Top of LISTED ENTRIES

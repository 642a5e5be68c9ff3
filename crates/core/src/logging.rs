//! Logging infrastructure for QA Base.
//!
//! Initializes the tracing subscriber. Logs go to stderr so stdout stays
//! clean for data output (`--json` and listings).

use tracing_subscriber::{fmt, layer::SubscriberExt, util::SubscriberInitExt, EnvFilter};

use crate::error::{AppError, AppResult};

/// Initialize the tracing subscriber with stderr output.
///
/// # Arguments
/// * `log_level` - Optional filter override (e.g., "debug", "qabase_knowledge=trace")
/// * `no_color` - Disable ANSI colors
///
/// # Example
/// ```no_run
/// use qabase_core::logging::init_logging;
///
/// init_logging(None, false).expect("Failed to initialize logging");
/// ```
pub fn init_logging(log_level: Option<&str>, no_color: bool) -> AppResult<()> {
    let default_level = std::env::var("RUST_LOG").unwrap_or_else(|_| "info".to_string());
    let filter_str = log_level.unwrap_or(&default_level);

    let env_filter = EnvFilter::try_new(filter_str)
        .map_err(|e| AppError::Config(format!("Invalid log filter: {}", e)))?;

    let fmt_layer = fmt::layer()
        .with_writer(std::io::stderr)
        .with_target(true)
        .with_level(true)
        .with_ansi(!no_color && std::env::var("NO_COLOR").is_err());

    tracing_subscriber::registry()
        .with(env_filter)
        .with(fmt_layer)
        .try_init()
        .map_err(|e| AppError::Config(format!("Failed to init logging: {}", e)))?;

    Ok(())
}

Bottom of LISTED ENTRIES

* [DIRECTIONS FOR THIS TASK]
Give the data back in full, matching it character for character.

* [RESPONSE TO THE EXERCISE]
repository 642a5e5be68c9ff3
filename crates/core/src/logging.rs
//! Logging infrastructure for QA Base.
//!
//! Initializes the tracing subscriber. Logs go to stderr so stdout stays
//! clean for data output (`--json` and listings).

use tracing_subscriber::{fmt, layer::SubscriberExt, util::SubscriberInitExt, EnvFilter};

use crate::error::{AppError, AppResult};

/// Initialize the tracing subscriber with stderr output.
///
/// # Arguments
/// * `log_level` - Optional filter override (e.g., "debug", "qabase_knowledge=trace")
/// * `no_color` - Disable ANSI colors
///
/// # Example
/// ```no_run
/// use qabase_core::logging::init_logging;
///
/// init_logging(None, false).expect("Failed to initialize logging");
/// ```
pub fn init_logging(log_level: Option<&str>, no_color: bool) -> AppResult<()> {
    let default_level = std::env::var("RUST_LOG").unwrap_or_else(|_| "info".to_string());
    let filter_str = log_level.unwrap_or(&default_level);

    let env_filter = EnvFilter::try_new(filter_str)
        .map_err(|e| AppError::Config(format!("Invalid log filter: {}", e)))?;

    let fmt_layer = fmt::layer()
        .with_writer(std::io::stderr)
        .with_target(true)
        .with_level(true)
        .with_ansi(!no_color && std::env::var("NO_COLOR").is_err());

    tracing_subscriber::registry()
        .with(env_filter)
        .with(fmt_layer)
        .try_init()
        .map_err(|e| AppError::Config(format!("Failed to init logging: {}", e)))?;

    Ok(())
}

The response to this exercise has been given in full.